Barratt Developments has promised to repay the Government all the furlough money it claimed to cover the salaries of its staff while they were unable to work.
The house-builder said its finances are good enough to repay the salaries of around 6,700 workers who were sent home during the pandemic.
Barratt had already topped up the pay for its furloughed employees, who represented around 85% of the builder’s workforce.
They have all now returned to work, barring a few vulnerable members of staff who are shielding.
Barratt said all its operational sites reopened by June 30, after having been closed for several months.
However, the lockdown has not left Barratt untouched.
The number of new homes completed in the year to June 30 dropped by nearly a third to 12,604, the company revealed.

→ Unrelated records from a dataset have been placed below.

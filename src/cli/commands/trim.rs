//! Trim command - evict templates by count and age

use super::{close_cache, open_cache, resolve_prefix};
use crate::cache::{Clock, TemplateCache};
use crate::cli::args::TrimArgs;
use crate::config::Config;
use crate::error::StencilResult;
use crate::store::TemplateStore;
use crate::ui::{self, UiContext};
use chrono::Duration;

/// Retention limits; a negative value disables that policy
#[derive(Debug, Clone, Copy, PartialEq, Eq)]
pub struct TrimPolicy {
    pub max_size: i64,
    pub max_age_days: i64,
}

impl TrimPolicy {
    /// Limits from the command line, falling back to config
    pub fn resolve(max_size: Option<i64>, max_age_days: Option<i64>, config: &Config) -> Self {
        Self {
            max_size: max_size.unwrap_or(config.cache.max_size),
            max_age_days: max_age_days.unwrap_or(config.cache.max_age_days),
        }
    }
}

/// Templates dropped per policy; `None` when the policy was disabled
#[derive(Debug, Clone, Copy, Default, PartialEq, Eq)]
pub struct TrimReport {
    pub max_size: Option<u64>,
    pub max_age: Option<u64>,
}

/// Execute the trim command
pub async fn execute(args: TrimArgs, config: &Config) -> StencilResult<()> {
    let ctx = UiContext::detect();
    let prefix = resolve_prefix(&args.cache, config)?;
    let policy = TrimPolicy::resolve(args.max_size, args.max_age, config);

    let mut cache = open_cache(config, prefix).await?;
    let result = apply(&mut cache, policy).await;
    let report = close_cache(cache, result).await?;

    print_report(&ctx, &report);
    Ok(())
}

/// Apply size then age retention to a cache
pub async fn apply<S: TemplateStore, C: Clock>(
    cache: &mut TemplateCache<S, C>,
    policy: TrimPolicy,
) -> StencilResult<TrimReport> {
    let mut report = TrimReport::default();

    if let Ok(max_size) = u64::try_from(policy.max_size) {
        report.max_size = Some(cache.trim_size(max_size).await?);
    }
    if policy.max_age_days >= 0 {
        // Limits too large for a duration cannot expire anything
        report.max_age = Some(match Duration::try_days(policy.max_age_days) {
            Some(max_age) => cache.trim_age(max_age).await?,
            None => 0,
        });
    }

    Ok(report)
}

/// Print one line per applied policy
pub fn print_report(ctx: &UiContext, report: &TrimReport) {
    for (count, policy) in [(report.max_size, "max-size"), (report.max_age, "max-age")] {
        if let Some(count) = count {
            ui::step_info(ctx, &trim_message(count, policy));
        }
    }
}

fn trim_message(count: u64, policy: &str) -> String {
    if count == 0 {
        format!("No database cleared from cache ({})", policy)
    } else {
        format!("{} database(s) cleared from cache ({})", count, policy)
    }
}
//! UI module for consistent CLI output
//!
//! Uses `cliclack` for interactive prompts and spinners, with automatic
//! fallback to plain output in CI/non-interactive environments.
//!
//! # Example
//!
//! ```rust,ignore
//! use stencil::ui::{self, UiContext, TaskSpinner};
//!
//! let ctx = UiContext::detect().with_auto_yes(args.yes);
//!
//! let mut spinner = TaskSpinner::new(&ctx);
//! spinner.start("Looking up template...");
//! spinner.stop("Found matching database template");
//!
//! if ui::confirm(&ctx, "Drop 3 cached templates?", false).await? {
//!     // ...
//! }
//! ```

mod context;
mod output;
mod progress;
mod prompts;
mod theme;

pub use context::UiContext;
pub use output::{step_info, step_ok, step_ok_detail, step_warn_hint};
pub use progress::{BuildProgress, TaskSpinner};
pub use prompts::confirm;
pub use theme::{init_theme, StencilTheme};
//! UI context for detecting interactive vs CI environments

use std::io::IsTerminal;

/// Environment variables set by common CI providers
const CI_VARS: &[&str] = &[
    "CI",
    "GITHUB_ACTIONS",
    "GITLAB_CI",
    "CIRCLECI",
    "TRAVIS",
    "JENKINS_URL",
    "BUILDKITE",
    "TEAMCITY_VERSION",
    "TF_BUILD",
];

/// UI context that determines output behavior
#[derive(Debug, Clone)]
pub struct UiContext {
    /// Whether running in an interactive terminal
    interactive: bool,
    /// Whether --yes flag was passed (auto-approve prompts)
    auto_yes: bool,
}

impl UiContext {
    /// Detect the current environment
    pub fn detect() -> Self {
        Self {
            interactive: Self::detect_interactive(),
            auto_yes: false,
        }
    }

    /// Create a non-interactive context regardless of the terminal
    #[cfg(test)]
    pub fn non_interactive() -> Self {
        Self {
            interactive: false,
            auto_yes: false,
        }
    }

    /// Set auto-yes mode (bypass prompts with defaults)
    pub fn with_auto_yes(mut self, yes: bool) -> Self {
        self.auto_yes = yes;
        self
    }

    /// Check if we're in an interactive terminal
    pub fn is_interactive(&self) -> bool {
        self.interactive
    }

    /// Check if prompts should be auto-approved
    pub fn auto_yes(&self) -> bool {
        self.auto_yes
    }

    /// Check if we should use fancy output (spinners, colors)
    pub fn use_fancy_output(&self) -> bool {
        self.interactive
    }

    /// Both ends of the terminal attached and no CI marker set
    fn detect_interactive() -> bool {
        std::io::stdout().is_terminal()
            && std::io::stdin().is_terminal()
            && !CI_VARS.iter().any(|var| std::env::var_os(var).is_some())
    }
}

Customers have flocked back since its sales centres reopened, though reservation levels have yet to return to normal.
Chief executive David Thomas said: “Prior to the Covid-19 pandemic, the group was delivering a strong year of progress on both volume and margin. The pandemic has caused significant disruption, but our highly skilled and experienced team have shown incredible resilience, flexibility and commitment, both through the peak of the crisis and in the careful reopening of our sites.
“Now, with our construction sites operational across the UK, we begin the new financial year with cautious optimism, supported by our strong forward order book and our well capitalised balance sheet.”
Shares rose around 6.2% after the announcement on Monday morning.
AJ Bell investment director Russ Mould said: “Any kind of optimism is welcome in the current climate, cautious or otherwise, so the tenor of today’s trading update from Barratt Developments struck a chord with the market.
“This optimism is not founded on thin air. The company has a growing order book, has seen high customer interest levels since the reopening of its sales centres, and it now has all its sites up and running.
“There was some bad news to balance out the good in Barratt’s statement – inevitably completions were down in the 12 months to the end of June and the average asking price also fell.
“Dividends remain off the table, but it doesn’t appear as if the market was expecting anything different on that score.”